Installation view of “This City, Daily Rising” by Christina Shmigel, Bruno David Gallery

 

There’s a certain fearlessness to Christina Shmigel’s sculpture. Her pieces include traditional materials such as steel, wood, and paint, but they don’t stop there. From bright plastic pinwheels and cardboard to plumbing parts and found furniture, everything is fair game as a building block in her thoughtful, observant tableaus and constructions. Each finished piece is like a reflection of the world around her filtered through her keen eyes, skilled hands, and the particular quirks of her attention. There’s a fearlessness in that attention, too.

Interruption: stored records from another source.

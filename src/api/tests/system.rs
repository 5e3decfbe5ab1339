use super::*;
use crate::api::routes::{HealthResponse, event_name};
use crate::types::{Event, ItemId};

#[tokio::test]
async fn health_reports_backends() {
    let (_newsroom, app, _dir) = create_test_app().await;

    let response = send(&app, "GET", "/health", None).await;
    assert_eq!(response.status(), StatusCode::OK);

    let health: HealthResponse = json_body(response).await;
    assert_eq!(health.status, "ok");
    assert_eq!(health.version, env!("CARGO_PKG_VERSION"));
    assert_eq!(health.summarizer, "echo");
    assert!(health.summarizer_available);
    assert_eq!(health.broadcaster, "recording");
}

#[tokio::test]
async fn openapi_json_is_served() {
    let (_newsroom, app, _dir) = create_test_app().await;

    let response = send(&app, "GET", "/openapi.json", None).await;
    assert_eq!(response.status(), StatusCode::OK);

    let doc: serde_json::Value = json_body(response).await;
    assert!(doc["openapi"].as_str().unwrap().starts_with("3."));
    assert_eq!(doc["info"]["title"], "newscast REST API");
}

#[tokio::test]
async fn swagger_ui_is_mounted_when_enabled() {
    let (newsroom, app, _dir) = create_test_app().await;

    let response = send(&app, "GET", "/swagger-ui", None).await;
    assert_ne!(response.status(), StatusCode::NOT_FOUND);

    let mut config = (*newsroom.get_config()).clone();
    config.server.api.swagger_ui = false;
    let app = create_router(newsroom, Arc::new(config));
    let response = send(&app, "GET", "/swagger-ui", None).await;
    assert_eq!(response.status(), StatusCode::NOT_FOUND);
}

#[tokio::test]
async fn sse_stream_delivers_events() {
    let (newsroom, app, _dir) = create_test_app().await;

    let request = Request::builder()
        .uri("/events")
        .header("Accept", "text/event-stream")
        .body(Body::empty())
        .unwrap();
    let response = app.oneshot(request).await.unwrap();

    assert_eq!(response.status(), StatusCode::OK);
    let content_type = response
        .headers()
        .get("content-type")
        .and_then(|v| v.to_str().ok())
        .unwrap_or("");
    assert!(content_type.contains("text/event-stream"), "{content_type}");

    newsroom.emit_event(Event::Approved { id: ItemId(7) });

    let mut body = response.into_body().into_data_stream();
    let chunk = tokio::time::timeout(Duration::from_secs(2), async {
        use futures::StreamExt;
        body.next().await
    })
    .await
    .unwrap()
    .unwrap()
    .unwrap();
    let text = String::from_utf8(chunk.to_vec()).unwrap();

    assert!(text.contains("event: approved"), "{text}");
    assert!(text.contains(r#""type":"approved""#), "{text}");
    assert!(text.contains(r#""id":7"#), "{text}");
}

#[test]
fn event_names_match_serde_tags() {
    let events = [
        Event::Approved { id: ItemId(1) },
        Event::Streamed { id: ItemId(1) },
        Event::CycleComplete {
            fetched: 1,
            inserted: 1,
            duplicates: 0,
            failed: 0,
        },
        Event::Fault {
            component: "broadcast".into(),
            error: "disk".into(),
        },
        Event::Shutdown,
    ];

    for event in events {
        let json = serde_json::to_value(&event).unwrap();
        assert_eq!(json["type"], event_name(&event));
    }
}
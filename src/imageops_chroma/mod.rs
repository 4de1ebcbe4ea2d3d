pub mod chroma_key;
pub mod edge_connected;
pub mod grid_crop;
pub mod hex_color;
pub mod resize;
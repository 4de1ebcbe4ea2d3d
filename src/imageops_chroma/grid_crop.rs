use image::{imageops, Pixel};
use imageproc::definitions::Image;
use itertools::iproduct;

use crate::error::GridCropError;

/// Trait providing grid-based image splitting
pub trait GridCrop: Sized {
    /// Splits the image into `rows` x `columns` tiles in row-major order
    ///
    /// Tile sizes are the integer division of the image size by the grid
    /// counts; remainder pixels accrue to the last tile along each axis, so
    /// the tiles partition the source exactly.
    ///
    /// # Errors
    ///
    /// * `GridCropError::ZeroGrid` - A grid count is zero
    /// * `GridCropError::GridExceedsImage` - More tiles than pixels along an axis
    ///
    /// # Examples
    ///
    /// ```
    /// use image::Rgb;
    /// use imageops_chroma::{GridCrop, Image};
    ///
    /// let image: Image<Rgb<u8>> = Image::from_pixel(4, 4, Rgb([5, 5, 5]));
    /// let tiles = image.grid_crop(2, 2)?;
    /// assert_eq!(tiles.len(), 4);
    /// assert_eq!(tiles[0].dimensions(), (2, 2));
    /// # Ok::<(), imageops_chroma::GridCropError>(())
    /// ```
    fn grid_crop(&self, rows: u32, columns: u32) -> Result<Vec<Self>, GridCropError>;
}

impl<P> GridCrop for Image<P>
where
    P: Pixel + 'static,
{
    fn grid_crop(&self, rows: u32, columns: u32) -> Result<Vec<Self>, GridCropError> {
        if rows == 0 || columns == 0 {
            return Err(GridCropError::ZeroGrid { rows, columns });
        }

        let (width, height) = self.dimensions();
        if columns > width || rows > height {
            return Err(GridCropError::GridExceedsImage {
                rows,
                columns,
                width,
                height,
            });
        }

        let tile_width = width / columns;
        let tile_height = height / rows;

        let tiles = iproduct!(0..rows, 0..columns)
            .map(|(row, column)| {
                let x = column * tile_width;
                let y = row * tile_height;
                let tile_w = if column + 1 == columns {
                    width - x
                } else {
                    tile_width
                };
                let tile_h = if row + 1 == rows { height - y } else { tile_height };
                imageops::crop_imm(self, x, y, tile_w, tile_h).to_image()
            })
            .collect();

        Ok(tiles)
    }
}

#[cfg(test)]
mod tests {
    use super::*;
    use image::Rgb;

    fn gradient_image(width: u32, height: u32) -> Image<Rgb<u8>> {
        let mut image: Image<Rgb<u8>> = Image::new(width, height);
        for (x, y) in iproduct!(0..width, 0..height) {
            image.put_pixel(x, y, Rgb([x as u8, y as u8, 0]));
        }
        image
    }

    #[test]
    fn grid_crop_with_exact_division_produces_equal_tiles() {
        let image = gradient_image(4, 4);
        let tiles = image.grid_crop(2, 2).unwrap();

        assert_eq!(tiles.len(), 4);
        assert!(tiles.iter().all(|tile| tile.dimensions() == (2, 2)));
    }

    #[test]
    fn grid_crop_orders_tiles_row_major() {
        let image = gradient_image(4, 4);
        let tiles = image.grid_crop(2, 2).unwrap();

        // Top-left corner of each tile identifies its source position.
        assert_eq!(tiles[0].get_pixel(0, 0), &Rgb([0, 0, 0]));
        assert_eq!(tiles[1].get_pixel(0, 0), &Rgb([2, 0, 0]));
        assert_eq!(tiles[2].get_pixel(0, 0), &Rgb([0, 2, 0]));
        assert_eq!(tiles[3].get_pixel(0, 0), &Rgb([2, 2, 0]));
    }

    #[test]
    fn grid_crop_gives_remainder_to_last_tiles() {
        let image = gradient_image(5, 7);
        let tiles = image.grid_crop(3, 2).unwrap();

        assert_eq!(tiles.len(), 6);
        // Columns split 5 as 2 + 3, rows split 7 as 2 + 2 + 3.
        assert_eq!(tiles[0].dimensions(), (2, 2));
        assert_eq!(tiles[1].dimensions(), (3, 2));
        assert_eq!(tiles[4].dimensions(), (2, 3));
        assert_eq!(tiles[5].dimensions(), (3, 3));
    }

    #[test]
    fn grid_crop_tiles_partition_all_pixels() {
        let image = gradient_image(5, 3);
        let tiles = image.grid_crop(2, 3).unwrap();

        let tile_pixels: u32 = tiles
            .iter()
            .map(|tile| tile.width() * tile.height())
            .sum();
        assert_eq!(tile_pixels, 5 * 3);
    }

    #[test]
    fn grid_crop_single_cell_returns_copy() {
        let image = gradient_image(3, 2);
        let tiles = image.grid_crop(1, 1).unwrap();
        assert_eq!(tiles.len(), 1);
        assert_eq!(tiles[0], image);
    }

    #[test]
    fn grid_crop_with_zero_grid_returns_error() {
        let image = gradient_image(4, 4);
        assert_eq!(
            image.grid_crop(0, 2),
            Err(GridCropError::ZeroGrid { rows: 0, columns: 2 })
        );
        assert_eq!(
            image.grid_crop(2, 0),
            Err(GridCropError::ZeroGrid { rows: 2, columns: 0 })
        );
    }

    #[test]
    fn grid_crop_with_oversized_grid_returns_error() {
        let image = gradient_image(4, 4);
        assert_eq!(
            image.grid_crop(5, 2),
            Err(GridCropError::GridExceedsImage {
                rows: 5,
                columns: 2,
                width: 4,
                height: 4
            })
        );
        assert_eq!(
            image.grid_crop(2, 5),
            Err(GridCropError::GridExceedsImage {
                rows: 2,
                columns: 5,
                width: 4,
                height: 4
            })
        );
    }
}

Christina comes to her sculpture practice with a particularly broad base of experience to draw on. Her BFA from RISD is in painting, and she followed it with an MFA from Brooklyn College that she describes as “more conceptual.” Later, she returned to school for a second MFA at Southern Illinois University-Carbondale, this time with an emphasis on technical skills like blacksmithing and casting.

 

Sculpture by Christina Shmigel
Christina Shmigel, “The City in Which I Love You: Da Shi Jie (Great World Sheathed)”

 

Despite this rigorous training, Christina’s sculptures are anything but precious. “I work in a very crafted, un-crafted way,” she says. “I’m interested in that place where you make something, and you solve the problem with enough elegance so it ‘works’—it’s a little sloppy, but it has beauty, too… How do I bring that incidental beauty into my work?”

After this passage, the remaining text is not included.